If you find yourself somewhat surprised at how quickly the event has come upon us, you’re not alone. If you’re SO surprised that you didn’t get a chance to register – don’t despair! On-site registration for the entire conference, for single days or for social events is possible.
The registration desk will be open at the Downtown Marriott Eaton Centre (ballroom level) this afternoon from 3 – 5:00. Registrants automatically have admission to the opening reception tonight, but guests will need to purchase tickets ($15). And tickets for the Closing Banquet are available to everyone (not included in the conference registration).

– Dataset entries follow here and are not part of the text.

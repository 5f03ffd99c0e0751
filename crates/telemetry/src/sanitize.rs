//! Masking of sensitive values at the telemetry boundary.
//!
//! Storage keeps raw values so later steps can use them; only exported
//! payloads are masked. Two rules apply uniformly: values under a
//! sensitive-looking key become `********`, and raw selector strings
//! become `[***masked***]`.

use once_cell::sync::Lazy;
use regex::Regex;
use serde_json::Value;

use dgx_dom::NodeSummary;

/// Replacement for values stored under sensitive keys.
pub const MASKED_VALUE: &str = "********";

/// Replacement for selector strings in log payloads.
pub const MASKED_SELECTOR: &str = "[***masked***]";

/// Maximum classes retained in an element summary.
pub const MAX_SUMMARY_CLASSES: usize = 5;

static SENSITIVE_KEY: Lazy<Regex> = Lazy::new(|| {
    Regex::new(r"(?i)password|secret|token|auth|cookie|session|credential|key")
        .expect("sensitive-key pattern is valid")
});

/// Envelope fields that name logical selector keys, not secrets. The
/// sensitive pattern's `key` arm would otherwise swallow them.
const ENVELOPE_KEYS: [&str; 6] = [
    "key",
    "logicalKey",
    "scopeKey",
    "scrollerKey",
    "containerKey",
    "parentKey",
];

/// Whether a context path or field name must be masked in telemetry.
pub fn is_sensitive_key(key: &str) -> bool {
    if ENVELOPE_KEYS.contains(&key) {
        return false;
    }
    SENSITIVE_KEY.is_match(key)
}

/// Mask a single value for export under the given key.
pub fn mask_for_key(key: &str, value: &Value) -> Value {
    if is_sensitive_key(key) {
        Value::String(MASKED_VALUE.to_string())
    } else {
        value.clone()
    }
}

/// Recursively mask every object entry whose key looks sensitive.
pub fn sanitize_json(value: &Value) -> Value {
    match value {
        Value::Object(map) => {
            let mut out = serde_json::Map::with_capacity(map.len());
            for (key, entry) in map {
                if is_sensitive_key(key) {
                    out.insert(key.clone(), Value::String(MASKED_VALUE.to_string()));
                } else {
                    out.insert(key.clone(), sanitize_json(entry));
                }
            }
            Value::Object(out)
        }
        Value::Array(items) => Value::Array(items.iter().map(sanitize_json).collect()),
        other => other.clone(),
    }
}

/// Trim an element summary for export (classes capped at 5).
pub fn sanitize_summary(summary: &NodeSummary) -> NodeSummary {
    NodeSummary {
        tag: summary.tag.clone(),
        id: summary.id.clone(),
        classes: summary
            .classes
            .iter()
            .take(MAX_SUMMARY_CLASSES)
            .cloned()
            .collect(),
    }
}

/// Collapse runs of whitespace and trim, the normalization text
/// predicates and accessible names share.
pub fn collapse_whitespace(text: &str) -> String {
    text.split_whitespace().collect::<Vec<_>>().join(" ")
}

#[cfg(test)]
mod tests {
    use super::*;
    use serde_json::json;

    #[test]
    fn sensitive_keys_match_case_insensitively() {
        assert!(is_sensitive_key("password"));
        assert!(is_sensitive_key("API_TOKEN"));
        assert!(is_sensitive_key("sessionId"));
        assert!(is_sensitive_key("apiKey"));
        assert!(!is_sensitive_key("username"));
    }

    #[test]
    fn logical_key_envelope_fields_are_exempt() {
        assert!(!is_sensitive_key("key"));
        assert!(!is_sensitive_key("logicalKey"));
        assert!(!is_sensitive_key("scopeKey"));
        // Anything else containing the `key` arm still masks.
        assert!(is_sensitive_key("apiKeyValue"));
    }

    #[test]
    fn sanitize_json_masks_nested_entries() {
        let input = json!({
            "user": "alice",
            "password": "hunter2",
            "nested": { "authHeader": "Bearer x", "count": 3 },
            "list": [{ "cookie": "c" }]
        });
        let out = sanitize_json(&input);
        assert_eq!(out["user"], "alice");
        assert_eq!(out["password"], MASKED_VALUE);
        assert_eq!(out["nested"]["authHeader"], MASKED_VALUE);
        assert_eq!(out["nested"]["count"], 3);
        assert_eq!(out["list"][0]["cookie"], MASKED_VALUE);
    }

    #[test]
    fn summary_classes_are_capped() {
        let summary = NodeSummary {
            tag: "div".to_string(),
            id: None,
            classes: (0..8).map(|i| format!("c{i}")).collect(),
        };
        assert_eq!(sanitize_summary(&summary).classes.len(), 5);
    }

    #[test]
    fn collapse_whitespace_normalizes() {
        assert_eq!(collapse_whitespace("  a \n b\t c  "), "a b c");
    }
}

It looks for now like the rain will hold off, and it’s headed for 20 degrees today (68 for our
American cousins, or those born before 1970).
See you soon!
NE2007 Organizing Committee
One more sleep until the conference! I am just at home packing my things and getting one last good night of sleep before we kick things off tomorrow evening. I’m sure many of you are doing the same. Earlier this evening I poked my head in on the delegate bag stuffing/registration envelope collation and was very impressed with our fantastic group of volunteers who had everything well in hand.
Thanks so much to all of you who are making this a reality! All the hours of hard work, energy and imagination are finally coming together!
I expect to be at the conference hotel tomorrow after 3 pm if you have any questions for me. But I well expect our fantastic registration and information desk volunteers to be able to field many of your questions.
The Toronto folk are very much looking forward to welcoming you!